[Information provided — start]

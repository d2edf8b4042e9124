#![warn(clippy::all, clippy::pedantic)]

// Logical canvas the grid is centered in
pub const CANVAS_WIDTH: f32 = 600.0;
pub const CANVAS_HEIGHT: f32 = 600.0;

// Grid dimensions
pub const ROWS: usize = 3;
pub const COLUMNS: usize = 5;
pub const INSTANCE_SIZE: f32 = 100.0;
pub const SPACING: f32 = 10.0;

// Reel animation
pub const EXTRA_DEPTH: usize = 20; // Symbols stacked on top of each column per spin
pub const BASE_SPEED: f32 = 2.0; // Logical units per tick, before column factor and depth scaling
pub const TICKS_PER_SECOND: u32 = 60;
pub const HIGHLIGHT_TICKS: u32 = 90; // 1.5 seconds at 60 ticks per second

// Scoring
pub const MIN_RUN: usize = 3; // Shortest run that pays
pub const DEFAULT_MULTIPLIER: u32 = 1;

// Symbol payouts
pub const WILDCARD_VALUE: u32 = 5;
pub const DEFAULT_VALUE: u32 = 10;
pub const MAX_VALUE: u32 = 30;
pub const BIG_VALUE_SLOTS: usize = 3;

// Wallet
pub const STARTING_BALANCE: u64 = 100;

// Lines purchased and what they cost
pub const BET_TABLE: &[(usize, u64)] = &[
    (1, 1),  // A single straight line
    (5, 4),  // Straights and both triangles
    (9, 7),  // etc.
    (13, 10),
    (17, 12),
];

// Asset names used when no asset directory is configured
pub const DEFAULT_SYMBOL_NAMES: &[&str] = &["seven", "bell", "cherry", "lemon", "plum", "wild"];
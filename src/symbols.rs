#![warn(clippy::all, clippy::pedantic)]
#![allow(
    // Allow wrapping when casting catalog indices to ids since a catalog never holds anywhere near i32::MAX symbols
    clippy::cast_possible_wrap,
    clippy::cast_possible_truncation
)]

use log::{debug, warn};
use serde::{Deserialize, Serialize};

use crate::error::SlotError;

/// Id reserved for the wildcard definition. Negative ids are never ordinary.
pub const WILDCARD_ID: i32 = -1;

#[derive(Debug, Clone, Copy, PartialEq, Eq, Hash)]
pub enum SymbolKind {
    Ordinary(i32),
    Wildcard(i32),
}

impl SymbolKind {
    #[must_use]
    pub fn id(self) -> i32 {
        match self {
            SymbolKind::Ordinary(id) | SymbolKind::Wildcard(id) => id,
        }
    }

    #[must_use]
    pub fn is_wildcard(self) -> bool {
        matches!(self, SymbolKind::Wildcard(_))
    }
}

/// Run equality along a payline.
///
/// | a        | b        | result       |
/// |----------|----------|--------------|
/// | Ordinary | Ordinary | ids equal    |
/// | Wildcard | any      | true         |
/// | any      | Wildcard | true         |
///
/// Two wildcards match each other, so an all-wildcard line is a valid run.
#[must_use]
pub fn matches(a: SymbolKind, b: SymbolKind) -> bool {
    match (a, b) {
        (SymbolKind::Ordinary(a), SymbolKind::Ordinary(b)) => a == b,
        _ => true,
    }
}

#[derive(Debug, Clone, Copy, PartialEq, Serialize, Deserialize)]
pub struct Size {
    pub width: f32,
    pub height: f32,
}

impl Size {
    #[must_use]
    pub fn square(side: f32) -> Self {
        Self {
            width: side,
            height: side,
        }
    }
}

#[derive(Debug, Clone, Copy, PartialEq, Default)]
pub struct Position {
    pub x: f32,
    pub y: f32,
}

/// Immutable definition every placed symbol is copied from.
#[derive(Debug, Clone, PartialEq)]
pub struct SymbolDef {
    pub kind: SymbolKind,
    pub name: String,
    pub value: u32,
    pub size: Size,
}

/// A symbol sitting in a column. Cloning yields a fully independent copy.
#[derive(Debug, Clone, PartialEq)]
pub struct SymbolInstance {
    /// Index of the defining entry in the catalog
    pub symbol: usize,
    pub kind: SymbolKind,
    pub value: u32,
    pub position: Position,
    pub size: Size,
    pub highlighted: bool,
}

impl SymbolInstance {
    #[must_use]
    pub fn matches(&self, other: &SymbolInstance) -> bool {
        matches(self.kind, other.kind)
    }
}

/// Payout parameters for [`generate_catalog`].
#[derive(Debug, Clone, Copy, PartialEq, Eq)]
pub struct PayoutRule {
    pub wildcard_value: u32,
    pub default_value: u32,
    pub max_value: u32,
    pub big_value_slots: usize,
}

impl Default for PayoutRule {
    fn default() -> Self {
        Self {
            wildcard_value: crate::game::WILDCARD_VALUE,
            default_value: crate::game::DEFAULT_VALUE,
            max_value: crate::game::MAX_VALUE,
            big_value_slots: crate::game::BIG_VALUE_SLOTS,
        }
    }
}

/// Produces `count` payout values and the wildcard's value.
///
/// The first `min(big_value_slots, count)` values step down from `max_value`
/// by `wildcard_value`; the rest are `default_value`.
pub fn generate_catalog(count: usize, rule: &PayoutRule) -> Result<(u32, Vec<u32>), SlotError> {
    let big = rule.big_value_slots.min(count);
    let mut values = Vec::with_capacity(count);

    for i in 0..big {
        let step = u32::try_from(i)
            .ok()
            .and_then(|i| rule.wildcard_value.checked_mul(i))
            .and_then(|drop| rule.max_value.checked_sub(drop))
            .ok_or(SlotError::PayoutUnderflow {
                max_value: rule.max_value,
                step: rule.wildcard_value,
                slot: i,
            })?;
        values.push(step);
    }
    values.extend(std::iter::repeat_n(rule.default_value, count - big));

    if values.len() != count {
        return Err(SlotError::CatalogSize {
            expected: count,
            actual: values.len(),
        });
    }

    Ok((rule.wildcard_value, values))
}

#[derive(Debug, Clone, Default)]
pub struct Catalog {
    defs: Vec<SymbolDef>,
    wildcard: Option<usize>,
}

impl Catalog {
    /// Builds the catalog from asset names. Any name containing "wild"
    /// becomes the wildcard; duplicates are dropped, first occurrence wins.
    pub fn from_asset_names<I, S>(names: I, rule: &PayoutRule, size: Size) -> Result<Self, SlotError>
    where
        I: IntoIterator<Item = S>,
        S: AsRef<str>,
    {
        let mut ordinary: Vec<String> = Vec::new();
        let mut wild: Option<String> = None;

        for name in names {
            let name = name.as_ref().trim();
            if name.is_empty() {
                continue;
            }
            if name.to_lowercase().contains("wild") {
                if wild.is_some() {
                    warn!("Ignoring extra wildcard asset {name}");
                } else {
                    wild = Some(name.to_string());
                }
            } else if !ordinary.iter().any(|known| known == name) {
                ordinary.push(name.to_string());
            }
        }

        if ordinary.is_empty() {
            return Err(SlotError::EmptyCatalog);
        }

        let (wildcard_value, values) = generate_catalog(ordinary.len(), rule)?;

        let mut defs: Vec<SymbolDef> = ordinary
            .into_iter()
            .zip(values)
            .enumerate()
            .map(|(id, (name, value))| SymbolDef {
                kind: SymbolKind::Ordinary(id as i32),
                name,
                value,
                size,
            })
            .collect();

        let wildcard = wild.map(|name| {
            defs.push(SymbolDef {
                kind: SymbolKind::Wildcard(WILDCARD_ID),
                name,
                value: wildcard_value,
                size,
            });
            defs.len() - 1
        });

        if wildcard.is_none() {
            debug!("No wildcard asset found, playing without wildcards");
        }

        Ok(Self { defs, wildcard })
    }

    #[must_use]
    pub fn len(&self) -> usize {
        self.defs.len()
    }

    #[must_use]
    pub fn is_empty(&self) -> bool {
        self.defs.is_empty()
    }

    #[must_use]
    pub fn get(&self, index: usize) -> Option<&SymbolDef> {
        self.defs.get(index)
    }

    pub fn iter(&self) -> impl Iterator<Item = &SymbolDef> {
        self.defs.iter()
    }

    #[must_use]
    pub fn wildcard(&self) -> Option<&SymbolDef> {
        self.wildcard.and_then(|index| self.defs.get(index))
    }

    /// Copies definition `index` into a fresh instance at the origin.
    #[must_use]
    pub fn instantiate(&self, index: usize) -> Option<SymbolInstance> {
        self.defs.get(index).map(|def| SymbolInstance {
            symbol: index,
            kind: def.kind,
            value: def.value,
            position: Position::default(),
            size: def.size,
            highlighted: false,
        })
    }
}
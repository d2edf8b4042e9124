#[cfg(test)]
mod tests {
    use crate::app::App;
    use crate::components::*;
    use crate::layout;
    use crate::symbols::Position;
    use crate::systems::*;
    use crate::tests::test_utils::create_test_app;
    use bevy_ecs::prelude::*;

    // Replaces the grid with a settled 3x5 block of the top-paying symbol
    fn fill_uniform(world: &mut World) {
        let machine = world.resource::<Machine>().clone();
        let instance = world
            .resource::<Paytable>()
            .catalog
            .instantiate(0)
            .unwrap();

        let mut grid = vec![vec![instance; machine.rows]; machine.columns];
        layout::position(
            &mut grid,
            machine.canvas,
            machine.rows,
            machine.instance_size,
            machine.spacing,
        );
        world.resource_mut::<Reels>().grid = grid;
    }

    fn state(app: &App) -> &GameState {
        app.world.resource::<GameState>()
    }

    #[test]
    fn test_spin_input_deducts_the_bet() {
        let mut app = create_test_app();
        app.world.resource_mut::<Input>().spin = true;

        app.on_tick();

        let state = state(&app);
        assert_eq!(state.balance, 99);
        assert_eq!(state.spins, 1);
        assert_eq!(state.phase, Phase::Rolling);

        // Three settled rows plus twenty fresh ones per column
        let reel_state = app.world.resource::<Reels>();
        assert_eq!(reel_state.grid.len(), 5);
        assert!(reel_state.grid.iter().all(|column| column.len() == 23));
    }

    #[test]
    fn test_spin_is_ignored_while_rolling() {
        let mut app = create_test_app();
        assert!(start_spin(&mut app.world));
        assert!(!start_spin(&mut app.world));

        app.world.resource_mut::<Input>().spin = true;
        app.on_tick();

        let state = state(&app);
        assert_eq!(state.balance, 99);
        assert_eq!(state.spins, 1);
        // Busy-time input is dropped, not queued
        assert!(!app.world.resource::<Input>().spin);
    }

    #[test]
    fn test_spin_refused_when_balance_is_short() {
        let mut app = create_test_app();
        {
            let mut state = app.world.resource_mut::<GameState>();
            state.balance = 3;
            state.bet = 1; // 5 lines for 4
        }

        assert!(!start_spin(&mut app.world));

        let state = state(&app);
        assert_eq!(state.balance, 3);
        assert_eq!(state.spins, 0);
        assert!(state.is_idle());
    }

    #[test]
    fn test_pointer_inside_the_window_spins() {
        let mut app = create_test_app();
        app.world.resource_mut::<Input>().pointer = Some(Position { x: 300.0, y: 300.0 });

        app.on_tick();

        assert_eq!(app.phase(), Phase::Rolling);
    }

    #[test]
    fn test_pointer_outside_the_window_does_nothing() {
        let mut app = create_test_app();
        app.world.resource_mut::<Input>().pointer = Some(Position { x: 5.0, y: 5.0 });

        app.on_tick();

        assert_eq!(app.phase(), Phase::Idle);
        assert_eq!(state(&app).balance, 100);
    }

    #[test]
    fn test_bet_selection_wraps() {
        let mut app = create_test_app();

        app.world.resource_mut::<Input>().bet_up = true;
        app.on_tick();
        assert_eq!(state(&app).bet, 1);

        app.world.resource_mut::<Input>().bet_down = true;
        app.on_tick();
        app.world.resource_mut::<Input>().bet_down = true;
        app.on_tick();
        assert_eq!(state(&app).bet, 4);
    }

    #[test]
    fn test_bet_is_locked_while_rolling() {
        let mut app = create_test_app();
        start_spin(&mut app.world);

        app.world.resource_mut::<Input>().bet_up = true;
        app.on_tick();

        assert_eq!(state(&app).bet, 0);
    }

    #[test]
    fn test_uniform_grid_scores_every_purchased_line() {
        let mut app = create_test_app();
        fill_uniform(&mut app.world);
        {
            let mut state = app.world.resource_mut::<GameState>();
            state.bet = 1;
            state.phase = Phase::Scoring;
        }

        game_tick_system(&mut app.world);

        let state = state(&app);
        // Five lines of five sevens at 30 each
        assert_eq!(state.result.runs.len(), 5);
        assert_eq!(state.result.total, 750);
        assert_eq!(state.phase, Phase::Highlighting { run: 0, ticks: 0 });

        // The first run is the top straight line
        let grid = &app.world.resource::<Reels>().grid;
        assert!(grid.iter().all(|column| column[0].highlighted));
        assert!(grid.iter().all(|column| !column[1].highlighted));
    }

    #[test]
    fn test_highlight_moves_to_the_next_run() {
        let mut app = create_test_app();
        fill_uniform(&mut app.world);
        {
            let mut state = app.world.resource_mut::<GameState>();
            state.bet = 1;
            state.phase = Phase::Scoring;
        }
        game_tick_system(&mut app.world);

        let duration = app.world.resource::<Machine>().highlight_ticks;
        for _ in 0..duration - 1 {
            game_tick_system(&mut app.world);
        }
        assert_eq!(
            state(&app).phase,
            Phase::Highlighting {
                run: 0,
                ticks: duration - 1
            }
        );

        game_tick_system(&mut app.world);
        assert_eq!(state(&app).phase, Phase::Highlighting { run: 1, ticks: 0 });

        let grid = &app.world.resource::<Reels>().grid;
        assert!(grid.iter().all(|column| !column[0].highlighted));
        assert!(grid.iter().all(|column| column[1].highlighted));
    }

    #[test]
    fn test_last_run_pays_out() {
        let mut app = create_test_app();
        fill_uniform(&mut app.world);
        {
            let mut state = app.world.resource_mut::<GameState>();
            state.bet = 1;
            state.balance = 96;
            state.phase = Phase::Scoring;
        }
        game_tick_system(&mut app.world);

        let duration = app.world.resource::<Machine>().highlight_ticks;
        for _ in 0..5 * duration {
            game_tick_system(&mut app.world);
        }

        let state = state(&app);
        assert!(state.is_idle());
        assert_eq!(state.balance, 96 + 750);
        assert_eq!(state.last_win, 750);
        assert_eq!(state.total_won, 750);

        let grid = &app.world.resource::<Reels>().grid;
        assert!(grid.iter().flatten().all(|instance| !instance.highlighted));
    }

    #[test]
    fn test_no_runs_returns_to_idle() {
        let mut app = create_test_app();
        app.world.resource_mut::<GameState>().phase = Phase::Highlighting { run: 0, ticks: 0 };

        game_tick_system(&mut app.world);

        let state = state(&app);
        assert!(state.is_idle());
        assert_eq!(state.balance, 100);
        assert_eq!(state.last_win, 0);
    }

    #[test]
    fn test_full_spin_cycle() {
        let mut app = create_test_app();
        let rows = app.world.resource::<Machine>().rows;
        assert!(start_spin(&mut app.world));

        let mut ticks = 0;
        while app.phase() == Phase::Rolling {
            app.on_tick();
            let grid = &app.world.resource::<Reels>().grid;
            assert!(grid.iter().all(|column| column.len() >= rows));
            ticks += 1;
            assert!(ticks < 100_000, "reels never settled");
        }

        while app.phase() != Phase::Idle {
            app.on_tick();
            ticks += 1;
            assert!(ticks < 100_000, "spin never finished");
        }

        let state = state(&app);
        assert_eq!(state.balance, 100 - 1 + state.last_win);
        assert_eq!(state.total_won, state.last_win);

        let machine = app.world.resource::<Machine>();
        let grid = &app.world.resource::<Reels>().grid;
        assert!(grid.iter().all(|column| column.len() == rows));
        for column in grid {
            assert_eq!(column[0].position.y, machine.margins.top());
        }
    }
}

[Information provided — finish]

Your assignment. Pull out all lines of the data with the string "dropped".

Exercise solution.
    /// becomes the wildcard; duplicates are dropped, first occurrence wins.
        // Busy-time input is dropped, not queued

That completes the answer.